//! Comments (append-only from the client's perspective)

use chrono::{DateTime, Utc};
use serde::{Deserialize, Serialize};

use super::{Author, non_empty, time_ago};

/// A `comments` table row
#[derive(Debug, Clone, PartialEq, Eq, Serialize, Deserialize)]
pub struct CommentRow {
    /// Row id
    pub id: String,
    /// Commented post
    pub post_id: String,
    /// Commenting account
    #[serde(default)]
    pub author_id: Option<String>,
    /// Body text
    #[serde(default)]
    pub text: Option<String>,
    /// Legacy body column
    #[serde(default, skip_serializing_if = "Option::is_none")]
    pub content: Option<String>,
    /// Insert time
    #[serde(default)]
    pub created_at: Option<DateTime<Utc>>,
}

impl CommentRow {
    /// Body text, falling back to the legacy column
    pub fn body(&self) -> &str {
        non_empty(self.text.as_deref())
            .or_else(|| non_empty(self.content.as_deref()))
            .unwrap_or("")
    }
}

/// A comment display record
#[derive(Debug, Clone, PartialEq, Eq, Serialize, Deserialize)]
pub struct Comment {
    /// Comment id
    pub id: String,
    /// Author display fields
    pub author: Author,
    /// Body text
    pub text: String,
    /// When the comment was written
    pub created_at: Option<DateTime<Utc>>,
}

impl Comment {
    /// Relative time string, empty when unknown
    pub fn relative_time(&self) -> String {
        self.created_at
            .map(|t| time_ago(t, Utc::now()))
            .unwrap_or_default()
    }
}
○ ○ ○ ○
- GOAL OF THE EXERCISE
After reading the lines above, reproduce them all exactly.

- RESPONSE BELOW
//! Comments (append-only from the client's perspective)

use chrono::{DateTime, Utc};
use serde::{Deserialize, Serialize};

use super::{Author, non_empty, time_ago};

/// A `comments` table row
#[derive(Debug, Clone, PartialEq, Eq, Serialize, Deserialize)]
pub struct CommentRow {
    /// Row id
    pub id: String,
    /// Commented post
    pub post_id: String,
    /// Commenting account
    #[serde(default)]
    pub author_id: Option<String>,
    /// Body text
    #[serde(default)]
    pub text: Option<String>,
    /// Legacy body column
    #[serde(default, skip_serializing_if = "Option::is_none")]
    pub content: Option<String>,
    /// Insert time
    #[serde(default)]
    pub created_at: Option<DateTime<Utc>>,
}

impl CommentRow {
    /// Body text, falling back to the legacy column
    pub fn body(&self) -> &str {
        non_empty(self.text.as_deref())
            .or_else(|| non_empty(self.content.as_deref()))
            .unwrap_or("")
    }
}

/// A comment display record
#[derive(Debug, Clone, PartialEq, Eq, Serialize, Deserialize)]
pub struct Comment {
    /// Comment id
    pub id: String,
    /// Author display fields
    pub author: Author,
    /// Body text
    pub text: String,
    /// When the comment was written
    pub created_at: Option<DateTime<Utc>>,
}

impl Comment {
    /// Relative time string, empty when unknown
    pub fn relative_time(&self) -> String {
        self.created_at
            .map(|t| time_ago(t, Utc::now()))
            .unwrap_or_default()
    }
}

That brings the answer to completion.